The most important principle of management in the situation of tracheal erosion by esophageal SEMS is to stabilize the airway and to seal off the esophageal-respiratory communication. The same may involve a combination of or either of the following steps: esophageal stent removal and/or repeat esophageal stent placement/coaxial esophageal SEMS/tracheal covered SEMS placement/surgery in cases of benign disease . Bronchoscopic approach to the placement of covered tracheal/bronchial SEMS placement may include either rigid or flexible bronchoscopy; however, rigid bronchoscopy is the preferred modality in situations with significant airway compromise .
A prophylactic approach for the prevention of this complications has also been suggested wherein parallel tracheal and esophageal stenting may be considered especially in situations where the large esophageal tumor burden increases the propensity of airway obstruction following esophageal SEMS deployment. In fact, in case a covered esophageal SEMS completely prolapses into trachea, fatal asphyxiation may occur which may not occur in case an uncovered stent had been utilized wherein the wire mesh can allow ventilation to continue .

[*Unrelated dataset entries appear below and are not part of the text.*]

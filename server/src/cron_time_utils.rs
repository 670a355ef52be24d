use anyhow::{anyhow, Context};
use chrono::{DateTime, Days, NaiveTime, TimeZone, Timelike, Utc};
use chrono_tz::Tz;

/// Parses a wall-clock time written as `HH:MM`.
pub fn parse_send_time(send_time: &str) -> anyhow::Result<NaiveTime> {
    NaiveTime::parse_from_str(send_time.trim(), "%H:%M")
        .with_context(|| format!("Invalid send time {send_time:?}, expected HH:MM"))
}

pub fn parse_timezone(timezone: &str) -> anyhow::Result<Tz> {
    timezone
        .trim()
        .parse::<Tz>()
        .map_err(|e| anyhow!("Invalid timezone {timezone:?}: {e}"))
}

/// Six-field cron expression (with seconds) firing once a day at `send_time`.
pub fn daily_cron_expression(send_time: &str) -> anyhow::Result<String> {
    let time = parse_send_time(send_time)?;
    Ok(format!("0 {} {} * * *", time.minute(), time.hour()))
}

/// First occurrence of `send_time` in `tz` strictly after `now`.
pub fn next_daily_run(send_time: NaiveTime, tz: Tz, now: DateTime<Utc>) -> Option<DateTime<Tz>> {
    let local_now = now.with_timezone(&tz);
    let today = local_now.date_naive();

    [today, today.checked_add_days(Days::new(1))?]
        .into_iter()
        .filter_map(|day| tz.from_local_datetime(&day.and_time(send_time)).earliest())
        .find(|candidate| *candidate > local_now)
}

The present case highlights the fact that, in rare circumstances, esophageal SEMS can penetrate into the tracheobronchial tree and present with emergent and often life threatening airway obstruction or aspiration. Occasionally, short of a frank rupture into the trachea, the stent can cause compression effect and tracheal lumen compromise also and sometimes a limited penetration by a stent wire has also been reported . Endoscopists and bronchoscopists should be aware of this clinical entity and in patients wherein a high likelihood of airway complications is anticipated in view of large esophageal tumor burden; parallel tracheal and esophageal stenting should be considered.
Conflict of Interests
The authors declare that there is no conflict of interests regarding the publication of this paper.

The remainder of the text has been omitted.